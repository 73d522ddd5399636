//! Browser engine configuration.

use serde::{Deserialize, Serialize};

/// Configuration for the headless browser backend.
#[derive(Debug, Clone, Serialize, Deserialize)]
pub struct BrowserEngineConfig {
    /// Run in headless mode (default: true).
    /// Set to false for debugging or if headless detection is an issue.
    #[serde(default = "default_headless")]
    pub headless: bool,

    /// Proxy server URL (e.g., "socks5://127.0.0.1:1080").
    #[serde(default)]
    pub proxy: Option<String>,

    /// CDP request timeout in seconds.
    #[serde(default = "default_timeout")]
    pub timeout: u64,

    /// Additional Chrome arguments.
    #[serde(default)]
    pub chrome_args: Vec<String>,

    /// Remote Chrome DevTools URL (e.g., "ws://localhost:9222").
    /// If set, connects to an existing browser instead of launching one.
    #[serde(default)]
    pub remote_url: Option<String>,
}

impl Default for BrowserEngineConfig {
    fn default() -> Self {
        Self {
            headless: default_headless(),
            proxy: None,
            timeout: default_timeout(),
            chrome_args: Vec::new(),
            remote_url: None,
        }
    }
}

fn default_headless() -> bool {
    true
}

fn default_timeout() -> u64 {
    30
}
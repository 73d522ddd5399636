//! Best-effort anti-automation evasion: user-agent and viewport rotation.

use rand::Rng;

/// Current user agents from popular browsers.
pub const USER_AGENTS: &[&str] = &[
    // Chrome on Windows
    "Mozilla/5.0 (Windows NT 10.0; Win64; x64) AppleWebKit/537.36 (KHTML, like Gecko) Chrome/131.0.0.0 Safari/537.36",
    "Mozilla/5.0 (Windows NT 10.0; Win64; x64) AppleWebKit/537.36 (KHTML, like Gecko) Chrome/130.0.0.0 Safari/537.36",
    // Chrome on Mac
    "Mozilla/5.0 (Macintosh; Intel Mac OS X 10_15_7) AppleWebKit/537.36 (KHTML, like Gecko) Chrome/131.0.0.0 Safari/537.36",
    // Firefox on Windows
    "Mozilla/5.0 (Windows NT 10.0; Win64; x64; rv:133.0) Gecko/20100101 Firefox/133.0",
    // Edge on Windows
    "Mozilla/5.0 (Windows NT 10.0; Win64; x64) AppleWebKit/537.36 (KHTML, like Gecko) Chrome/131.0.0.0 Safari/537.36 Edg/131.0.0.0",
];

/// Common desktop viewport sizes.
pub const VIEWPORTS: &[(u32, u32)] = &[
    (1920, 1080),
    (1600, 900),
    (1536, 864),
    (1440, 900),
    (1366, 768),
];

/// Pick a user agent at random.
pub fn random_user_agent() -> &'static str {
    let idx = rand::rng().random_range(0..USER_AGENTS.len());
    USER_AGENTS[idx]
}

/// Pick a viewport at random.
pub fn random_viewport() -> (u32, u32) {
    let idx = rand::rng().random_range(0..VIEWPORTS.len());
    VIEWPORTS[idx]
}

#[cfg(test)]
mod tests {
    use super::*;

    #[test]
    fn random_user_agent_is_from_pool() {
        let ua = random_user_agent();
        assert!(USER_AGENTS.contains(&ua));
        assert!(ua.starts_with("Mozilla/5.0"));
    }

    #[test]
    fn random_viewport_is_from_pool() {
        let vp = random_viewport();
        assert!(VIEWPORTS.contains(&vp));
        assert!(vp.0 >= vp.1);
    }
}
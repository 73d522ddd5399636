//! Shared wiring for CLI commands.

use std::sync::Arc;

use tracing::info;

use crate::cache::ResultCache;
use crate::config::Settings;
use crate::orchestrator::ScrapeOrchestrator;
use crate::scheduler::JobScheduler;
use crate::scrapers::{BrowserCampaignFetcher, CampaignFetcher};
use crate::storage::{FileStore, KeyValueStore};

/// Everything a command needs, wired against one data directory.
pub struct AppContext {
    pub scheduler: Arc<JobScheduler>,
    pub cache: Arc<ResultCache>,
    pub orchestrator: ScrapeOrchestrator,
}

/// Build the full stack: file store, scheduler, cache, fetcher, orchestrator.
///
/// Rehydrates jobs and cache entries from the durable store on the way up,
/// so restarts see prior terminal jobs and unexpired results.
pub async fn build_context(settings: Settings) -> anyhow::Result<AppContext> {
    let data_dir = settings.data_dir();
    let store: Arc<dyn KeyValueStore> = Arc::new(FileStore::new(&data_dir));

    let scheduler = Arc::new(JobScheduler::new(
        store.clone(),
        settings.orchestration.max_concurrent_jobs,
    ));
    let jobs = scheduler.load_from_storage().await?;
    if jobs > 0 {
        info!("Rehydrated {} jobs from {}", jobs, data_dir.display());
    }

    let cache = Arc::new(ResultCache::new(store));
    let entries = cache.load_from_storage().await?;
    if entries > 0 {
        info!("Loaded {} cached results", entries);
    }

    let fetcher: Arc<dyn CampaignFetcher> = Arc::new(BrowserCampaignFetcher::new(
        settings.browser.clone(),
        settings.fetcher.clone(),
    ));

    let orchestrator = ScrapeOrchestrator::new(
        scheduler.clone(),
        fetcher,
        cache.clone(),
        settings.orchestration,
    );

    Ok(AppContext {
        scheduler,
        cache,
        orchestrator,
    })
}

........

Extract every line containing the string "bool" from the material.

* ANSWER SECTION *
    pub headless: bool,
fn default_headless() -> bool {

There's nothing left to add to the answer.